## Prompt
From the listing below, select every line where the word "live" appears.

*** Begin section ***

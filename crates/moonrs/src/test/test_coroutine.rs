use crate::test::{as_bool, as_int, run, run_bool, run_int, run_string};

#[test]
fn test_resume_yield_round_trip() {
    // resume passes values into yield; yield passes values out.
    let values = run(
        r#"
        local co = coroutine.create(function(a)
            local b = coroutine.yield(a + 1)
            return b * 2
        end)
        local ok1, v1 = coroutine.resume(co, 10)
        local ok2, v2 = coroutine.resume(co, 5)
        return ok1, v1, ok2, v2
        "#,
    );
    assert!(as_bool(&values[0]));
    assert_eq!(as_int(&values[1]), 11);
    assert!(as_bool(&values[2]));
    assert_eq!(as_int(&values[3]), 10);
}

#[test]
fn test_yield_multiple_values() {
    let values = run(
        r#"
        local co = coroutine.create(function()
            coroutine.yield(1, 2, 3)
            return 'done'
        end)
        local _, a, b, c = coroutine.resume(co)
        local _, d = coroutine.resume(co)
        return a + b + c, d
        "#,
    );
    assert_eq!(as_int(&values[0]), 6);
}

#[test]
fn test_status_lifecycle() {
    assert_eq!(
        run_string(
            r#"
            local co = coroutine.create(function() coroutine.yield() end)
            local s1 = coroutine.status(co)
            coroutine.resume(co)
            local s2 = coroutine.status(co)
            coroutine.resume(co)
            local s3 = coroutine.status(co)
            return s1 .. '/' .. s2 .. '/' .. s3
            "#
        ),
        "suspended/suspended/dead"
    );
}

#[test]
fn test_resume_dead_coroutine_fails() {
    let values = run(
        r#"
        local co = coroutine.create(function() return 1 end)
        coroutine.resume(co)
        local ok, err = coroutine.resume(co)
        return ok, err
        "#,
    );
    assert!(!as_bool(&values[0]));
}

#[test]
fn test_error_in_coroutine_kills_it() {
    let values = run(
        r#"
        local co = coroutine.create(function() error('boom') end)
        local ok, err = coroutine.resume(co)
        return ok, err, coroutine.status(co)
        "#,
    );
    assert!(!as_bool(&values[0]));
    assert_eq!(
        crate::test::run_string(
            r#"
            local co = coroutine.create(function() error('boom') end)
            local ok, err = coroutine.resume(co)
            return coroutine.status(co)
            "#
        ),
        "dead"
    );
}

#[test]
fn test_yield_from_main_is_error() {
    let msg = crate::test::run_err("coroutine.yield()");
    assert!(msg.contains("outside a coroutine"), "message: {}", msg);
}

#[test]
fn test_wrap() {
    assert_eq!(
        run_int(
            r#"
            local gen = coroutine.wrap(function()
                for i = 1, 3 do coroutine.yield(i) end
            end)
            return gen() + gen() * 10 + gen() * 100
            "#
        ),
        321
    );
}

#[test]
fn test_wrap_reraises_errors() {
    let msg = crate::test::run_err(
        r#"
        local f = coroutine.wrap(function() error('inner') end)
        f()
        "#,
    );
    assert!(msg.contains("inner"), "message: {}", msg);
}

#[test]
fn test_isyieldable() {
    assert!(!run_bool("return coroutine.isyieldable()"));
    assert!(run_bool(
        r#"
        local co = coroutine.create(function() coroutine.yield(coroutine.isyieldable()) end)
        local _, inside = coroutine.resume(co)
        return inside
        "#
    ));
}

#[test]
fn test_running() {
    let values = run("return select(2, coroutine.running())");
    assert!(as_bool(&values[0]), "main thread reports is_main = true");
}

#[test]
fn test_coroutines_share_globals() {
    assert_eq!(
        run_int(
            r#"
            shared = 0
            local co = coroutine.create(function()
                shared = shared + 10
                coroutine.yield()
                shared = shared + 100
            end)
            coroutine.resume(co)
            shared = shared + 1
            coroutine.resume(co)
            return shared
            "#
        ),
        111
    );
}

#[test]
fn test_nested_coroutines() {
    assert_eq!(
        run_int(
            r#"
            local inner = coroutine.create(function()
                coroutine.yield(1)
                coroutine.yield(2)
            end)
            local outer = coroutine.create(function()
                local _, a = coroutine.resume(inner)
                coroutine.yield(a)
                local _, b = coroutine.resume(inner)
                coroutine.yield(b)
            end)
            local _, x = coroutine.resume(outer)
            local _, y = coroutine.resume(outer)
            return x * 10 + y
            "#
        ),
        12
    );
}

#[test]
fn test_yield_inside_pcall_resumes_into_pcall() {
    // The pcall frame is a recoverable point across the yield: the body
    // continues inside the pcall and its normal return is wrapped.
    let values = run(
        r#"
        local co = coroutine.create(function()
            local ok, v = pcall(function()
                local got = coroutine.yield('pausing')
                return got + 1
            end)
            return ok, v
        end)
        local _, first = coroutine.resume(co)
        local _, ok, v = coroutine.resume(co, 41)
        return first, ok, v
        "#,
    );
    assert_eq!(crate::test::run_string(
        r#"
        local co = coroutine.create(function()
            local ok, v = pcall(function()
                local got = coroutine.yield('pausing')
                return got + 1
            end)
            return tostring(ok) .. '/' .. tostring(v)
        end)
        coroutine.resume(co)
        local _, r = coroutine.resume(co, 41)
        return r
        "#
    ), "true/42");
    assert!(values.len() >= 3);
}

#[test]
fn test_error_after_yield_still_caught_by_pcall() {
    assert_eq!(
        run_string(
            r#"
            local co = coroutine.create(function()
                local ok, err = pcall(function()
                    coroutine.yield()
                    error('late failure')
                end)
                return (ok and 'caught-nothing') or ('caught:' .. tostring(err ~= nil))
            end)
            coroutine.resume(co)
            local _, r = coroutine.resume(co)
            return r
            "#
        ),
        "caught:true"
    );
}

*** End section ***
*** Begin section ***

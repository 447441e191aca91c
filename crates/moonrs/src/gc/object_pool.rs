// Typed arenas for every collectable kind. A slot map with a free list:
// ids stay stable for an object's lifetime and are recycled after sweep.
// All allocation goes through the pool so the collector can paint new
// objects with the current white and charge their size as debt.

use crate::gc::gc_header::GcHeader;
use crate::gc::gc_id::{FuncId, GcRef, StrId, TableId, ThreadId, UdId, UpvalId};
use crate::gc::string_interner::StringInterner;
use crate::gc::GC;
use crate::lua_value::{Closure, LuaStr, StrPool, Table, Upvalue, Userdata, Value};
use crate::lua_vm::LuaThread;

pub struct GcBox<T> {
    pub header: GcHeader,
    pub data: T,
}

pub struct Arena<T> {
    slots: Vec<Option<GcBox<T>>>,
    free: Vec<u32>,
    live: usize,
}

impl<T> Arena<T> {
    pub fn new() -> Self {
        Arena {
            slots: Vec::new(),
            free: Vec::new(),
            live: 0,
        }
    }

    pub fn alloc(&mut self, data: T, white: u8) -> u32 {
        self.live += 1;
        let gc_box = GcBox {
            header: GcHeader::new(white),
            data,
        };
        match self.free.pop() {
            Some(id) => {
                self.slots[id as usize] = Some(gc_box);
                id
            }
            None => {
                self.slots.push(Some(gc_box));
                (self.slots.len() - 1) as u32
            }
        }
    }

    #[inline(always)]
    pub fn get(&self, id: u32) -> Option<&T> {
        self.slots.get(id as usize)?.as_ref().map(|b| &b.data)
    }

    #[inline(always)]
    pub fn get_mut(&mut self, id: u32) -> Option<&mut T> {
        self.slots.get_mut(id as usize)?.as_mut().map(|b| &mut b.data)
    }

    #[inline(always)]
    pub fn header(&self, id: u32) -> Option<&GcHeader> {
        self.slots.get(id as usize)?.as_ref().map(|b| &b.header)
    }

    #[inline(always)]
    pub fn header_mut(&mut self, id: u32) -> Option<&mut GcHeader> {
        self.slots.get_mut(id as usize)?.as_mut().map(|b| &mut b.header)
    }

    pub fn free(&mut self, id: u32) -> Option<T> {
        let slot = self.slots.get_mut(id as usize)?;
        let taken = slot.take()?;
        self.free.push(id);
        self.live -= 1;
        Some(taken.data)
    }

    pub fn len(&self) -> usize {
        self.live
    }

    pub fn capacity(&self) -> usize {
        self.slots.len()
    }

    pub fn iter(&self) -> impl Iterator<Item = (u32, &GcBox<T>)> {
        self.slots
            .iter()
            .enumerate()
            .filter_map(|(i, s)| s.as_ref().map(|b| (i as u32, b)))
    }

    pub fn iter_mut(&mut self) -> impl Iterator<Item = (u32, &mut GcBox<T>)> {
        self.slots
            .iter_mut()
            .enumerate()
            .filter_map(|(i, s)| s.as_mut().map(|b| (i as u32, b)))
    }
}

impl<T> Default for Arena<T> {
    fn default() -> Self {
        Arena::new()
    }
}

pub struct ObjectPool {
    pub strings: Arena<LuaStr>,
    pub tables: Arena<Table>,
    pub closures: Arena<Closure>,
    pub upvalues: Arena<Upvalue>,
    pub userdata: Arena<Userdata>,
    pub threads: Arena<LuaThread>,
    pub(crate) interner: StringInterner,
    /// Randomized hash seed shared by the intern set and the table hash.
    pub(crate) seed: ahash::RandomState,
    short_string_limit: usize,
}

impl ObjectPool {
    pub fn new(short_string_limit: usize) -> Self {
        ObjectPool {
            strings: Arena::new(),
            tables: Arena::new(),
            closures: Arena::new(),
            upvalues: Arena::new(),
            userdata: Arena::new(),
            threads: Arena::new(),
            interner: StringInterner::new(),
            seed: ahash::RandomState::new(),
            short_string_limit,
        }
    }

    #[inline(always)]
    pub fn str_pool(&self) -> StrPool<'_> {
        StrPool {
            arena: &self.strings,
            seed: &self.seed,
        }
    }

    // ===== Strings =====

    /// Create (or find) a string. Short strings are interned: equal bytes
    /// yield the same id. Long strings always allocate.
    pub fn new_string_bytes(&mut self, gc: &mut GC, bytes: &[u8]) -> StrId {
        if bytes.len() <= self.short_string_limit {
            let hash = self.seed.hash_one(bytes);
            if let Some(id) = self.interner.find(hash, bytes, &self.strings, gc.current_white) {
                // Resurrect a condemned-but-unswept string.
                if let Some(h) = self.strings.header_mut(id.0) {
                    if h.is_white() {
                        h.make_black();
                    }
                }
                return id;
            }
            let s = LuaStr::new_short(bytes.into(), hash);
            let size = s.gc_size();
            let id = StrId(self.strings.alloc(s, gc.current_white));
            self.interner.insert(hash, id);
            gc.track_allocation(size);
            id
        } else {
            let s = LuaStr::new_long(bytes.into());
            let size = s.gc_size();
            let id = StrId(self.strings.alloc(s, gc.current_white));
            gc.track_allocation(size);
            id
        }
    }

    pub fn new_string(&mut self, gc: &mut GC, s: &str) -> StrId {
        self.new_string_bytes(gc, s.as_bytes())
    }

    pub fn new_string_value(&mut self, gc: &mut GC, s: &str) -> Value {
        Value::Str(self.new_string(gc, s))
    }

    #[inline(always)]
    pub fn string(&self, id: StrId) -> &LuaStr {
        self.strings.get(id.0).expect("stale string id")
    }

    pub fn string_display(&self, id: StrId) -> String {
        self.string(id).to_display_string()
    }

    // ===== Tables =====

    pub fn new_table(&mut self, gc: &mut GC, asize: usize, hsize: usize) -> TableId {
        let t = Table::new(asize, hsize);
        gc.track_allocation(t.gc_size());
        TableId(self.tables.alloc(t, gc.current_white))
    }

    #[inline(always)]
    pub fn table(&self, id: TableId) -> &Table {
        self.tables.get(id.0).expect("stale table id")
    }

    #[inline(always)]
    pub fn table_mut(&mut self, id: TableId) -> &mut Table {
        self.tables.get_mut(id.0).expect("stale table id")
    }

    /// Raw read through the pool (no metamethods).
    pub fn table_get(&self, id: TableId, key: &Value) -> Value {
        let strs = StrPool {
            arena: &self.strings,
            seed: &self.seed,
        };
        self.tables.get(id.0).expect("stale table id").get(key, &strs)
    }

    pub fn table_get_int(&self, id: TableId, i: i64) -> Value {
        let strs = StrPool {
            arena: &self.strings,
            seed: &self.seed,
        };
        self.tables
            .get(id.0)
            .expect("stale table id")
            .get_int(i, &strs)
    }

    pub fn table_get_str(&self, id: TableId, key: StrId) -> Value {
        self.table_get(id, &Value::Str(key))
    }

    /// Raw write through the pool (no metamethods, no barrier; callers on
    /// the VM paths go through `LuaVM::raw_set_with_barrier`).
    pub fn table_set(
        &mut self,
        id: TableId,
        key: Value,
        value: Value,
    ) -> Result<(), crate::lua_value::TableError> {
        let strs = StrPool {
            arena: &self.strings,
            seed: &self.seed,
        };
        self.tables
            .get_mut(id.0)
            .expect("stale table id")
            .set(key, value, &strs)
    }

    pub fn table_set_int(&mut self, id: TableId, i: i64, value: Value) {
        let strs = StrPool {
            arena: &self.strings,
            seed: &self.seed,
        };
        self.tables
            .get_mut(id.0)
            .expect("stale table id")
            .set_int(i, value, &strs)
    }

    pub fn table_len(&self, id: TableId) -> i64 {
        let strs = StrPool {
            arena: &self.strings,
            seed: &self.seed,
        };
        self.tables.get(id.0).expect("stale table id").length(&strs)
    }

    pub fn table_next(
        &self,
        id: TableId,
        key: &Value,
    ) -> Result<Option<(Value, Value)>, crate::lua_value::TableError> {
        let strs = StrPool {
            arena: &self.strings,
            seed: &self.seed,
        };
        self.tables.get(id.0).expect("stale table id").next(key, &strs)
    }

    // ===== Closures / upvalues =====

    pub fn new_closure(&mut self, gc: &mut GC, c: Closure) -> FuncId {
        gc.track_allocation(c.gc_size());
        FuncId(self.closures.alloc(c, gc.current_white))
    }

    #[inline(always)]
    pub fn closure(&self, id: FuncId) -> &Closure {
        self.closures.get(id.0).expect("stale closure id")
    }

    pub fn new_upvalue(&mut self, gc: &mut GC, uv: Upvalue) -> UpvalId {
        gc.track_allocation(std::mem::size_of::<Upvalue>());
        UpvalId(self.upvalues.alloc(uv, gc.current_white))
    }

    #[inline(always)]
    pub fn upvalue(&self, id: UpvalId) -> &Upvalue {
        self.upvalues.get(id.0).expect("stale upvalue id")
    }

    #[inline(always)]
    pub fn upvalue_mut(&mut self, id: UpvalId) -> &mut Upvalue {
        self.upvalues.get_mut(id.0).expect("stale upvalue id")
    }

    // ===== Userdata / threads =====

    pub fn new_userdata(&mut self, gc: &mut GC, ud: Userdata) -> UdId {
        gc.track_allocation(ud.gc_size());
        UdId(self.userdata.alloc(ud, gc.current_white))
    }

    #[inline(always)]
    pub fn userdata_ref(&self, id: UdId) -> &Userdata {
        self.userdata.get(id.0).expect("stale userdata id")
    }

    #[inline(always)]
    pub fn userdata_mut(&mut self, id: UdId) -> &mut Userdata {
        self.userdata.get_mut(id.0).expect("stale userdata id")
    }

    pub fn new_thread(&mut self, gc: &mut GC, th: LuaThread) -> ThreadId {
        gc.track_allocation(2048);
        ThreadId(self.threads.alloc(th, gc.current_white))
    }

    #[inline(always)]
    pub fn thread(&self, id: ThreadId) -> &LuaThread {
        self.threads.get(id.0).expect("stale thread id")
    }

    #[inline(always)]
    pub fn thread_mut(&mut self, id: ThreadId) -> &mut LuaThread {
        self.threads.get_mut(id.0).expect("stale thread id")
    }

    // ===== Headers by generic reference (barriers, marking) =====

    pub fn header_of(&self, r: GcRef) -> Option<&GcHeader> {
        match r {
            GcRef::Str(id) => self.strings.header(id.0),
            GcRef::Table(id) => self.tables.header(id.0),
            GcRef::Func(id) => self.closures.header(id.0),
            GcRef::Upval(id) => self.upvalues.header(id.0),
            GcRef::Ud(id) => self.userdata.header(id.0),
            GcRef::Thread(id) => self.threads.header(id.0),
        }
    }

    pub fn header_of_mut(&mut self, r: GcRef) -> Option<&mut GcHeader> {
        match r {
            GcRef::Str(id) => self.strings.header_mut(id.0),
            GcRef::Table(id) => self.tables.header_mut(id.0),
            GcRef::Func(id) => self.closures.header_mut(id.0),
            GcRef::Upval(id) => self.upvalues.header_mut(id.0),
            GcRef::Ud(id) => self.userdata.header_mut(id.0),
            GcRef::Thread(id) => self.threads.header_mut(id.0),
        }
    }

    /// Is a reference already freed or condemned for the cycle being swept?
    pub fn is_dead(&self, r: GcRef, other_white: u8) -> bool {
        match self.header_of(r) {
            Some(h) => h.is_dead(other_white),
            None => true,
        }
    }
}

*** End section ***

## Finished task
    live: usize,
            live: 0,
        self.live += 1;
        self.live -= 1;
        self.live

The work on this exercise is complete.